**Directions**. Look for the word "Option" in the entries below, then copy every line that has it.

[Records from a data source]
....
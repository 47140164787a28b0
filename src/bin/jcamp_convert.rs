//! # jcamp-convert
//!
//! Command-line front-end: convert a folder, ZIP archive or single JCAMP-DX
//! file into one matrix of spectra sampled on a common wavenumber axis.
//!
//! ```bash
//! # ZIP of .jdx files -> espectros_processados.csv
//! jcamp-convert JCAMP_051524.zip
//!
//! # Folder -> Parquet, 2000-point axis from 650 cm-1, with a skip report
//! jcamp-convert spectra/ -o matrix.parquet --axis-start 650 --points 2000 --report run.json
//! ```

use std::path::PathBuf;

use anyhow::{Context, Result};
use clap::Parser;
use log::info;

use rusty_jcamp::batch::{self, Progress};
use rusty_jcamp::config::RunConfig;
use rusty_jcamp::output;

/// Convert JCAMP-DX infrared spectra into a matrix on a common axis
#[derive(Parser)]
#[command(name = "jcamp-convert")]
#[command(author, version, about, long_about = None)]
struct Cli {
    /// Folder, .zip archive, or single .jdx/.dx file
    #[arg(value_name = "INPUT")]
    input: PathBuf,

    /// Output matrix (.csv, .parquet or .json; defaults to espectros_processados.csv)
    #[arg(short, long, value_name = "OUTPUT")]
    output: Option<PathBuf>,

    /// TOML file with [axis], [smoothing] and [run] settings
    #[arg(short, long, value_name = "FILE")]
    config: Option<PathBuf>,

    /// First wavenumber of the common axis (cm-1)
    #[arg(long)]
    axis_start: Option<f64>,

    /// Last wavenumber of the common axis (cm-1)
    #[arg(long)]
    axis_end: Option<f64>,

    /// Number of points on the common axis
    #[arg(long)]
    points: Option<usize>,

    /// Savitzky-Golay window length (odd)
    #[arg(long)]
    window: Option<usize>,

    /// Savitzky-Golay polynomial order
    #[arg(long)]
    order: Option<usize>,

    /// Process spectra one after another instead of in parallel
    #[arg(long)]
    sequential: bool,

    /// Write a JSON summary of processed and skipped files
    #[arg(long, value_name = "FILE")]
    report: Option<PathBuf>,

    /// Verbosity level (-v for info, -vv for debug)
    #[arg(short, long, action = clap::ArgAction::Count)]
    verbose: u8,
}

impl Cli {
    /// File settings first, then explicit flags on top.
    fn run_config(&self) -> Result<RunConfig> {
        let mut config = match &self.config {
            Some(path) => RunConfig::from_file(path)?,
            None => RunConfig::default(),
        };
        let pipeline = &mut config.pipeline;
        if let Some(v) = self.axis_start {
            pipeline.axis.start = v;
        }
        if let Some(v) = self.axis_end {
            pipeline.axis.end = v;
        }
        if let Some(v) = self.points {
            pipeline.axis.points = v;
        }
        if let Some(v) = self.window {
            pipeline.smoothing.window = v;
        }
        if let Some(v) = self.order {
            pipeline.smoothing.order = v;
        }
        if self.sequential {
            pipeline.parallel = false;
        }
        if let Some(path) = &self.output {
            config.output = path.clone();
        }
        Ok(config)
    }
}

fn main() -> Result<()> {
    let cli = Cli::parse();

    let log_level = match cli.verbose {
        0 => "warn",
        1 => "info",
        _ => "debug",
    };
    env_logger::Builder::from_env(env_logger::Env::default().default_filter_or(log_level)).init();

    if !cli.input.exists() {
        anyhow::bail!("Input does not exist: {}", cli.input.display());
    }
    let config = cli.run_config()?;

    info!("Input:  {}", cli.input.display());
    info!("Output: {}", config.output.display());
    info!(
        "Axis: {}..{} cm-1, {} points; smoothing window {} order {}",
        config.pipeline.axis.start,
        config.pipeline.axis.end,
        config.pipeline.axis.points,
        config.pipeline.smoothing.window,
        config.pipeline.smoothing.order
    );

    let result = batch::run(&cli.input, &config, |progress| {
        if let Progress::Processed { name } = progress {
            info!("Processed {name}");
        }
    })
    .context("Conversion failed")?;

    if let Some(path) = &cli.report {
        output::write_report(&result.report(), path)
            .with_context(|| format!("writing report {}", path.display()))?;
    }

    println!("Saved to: {}", config.output.display());
    println!(
        "Spectra processed: {} (skipped: {})",
        result.processed(),
        result.skipped_count()
    );
    Ok(())
}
....
**Solution**.
    output: Option<PathBuf>,
    config: Option<PathBuf>,
    axis_start: Option<f64>,
    axis_end: Option<f64>,
    points: Option<usize>,
    window: Option<usize>,
    order: Option<usize>,
    report: Option<PathBuf>,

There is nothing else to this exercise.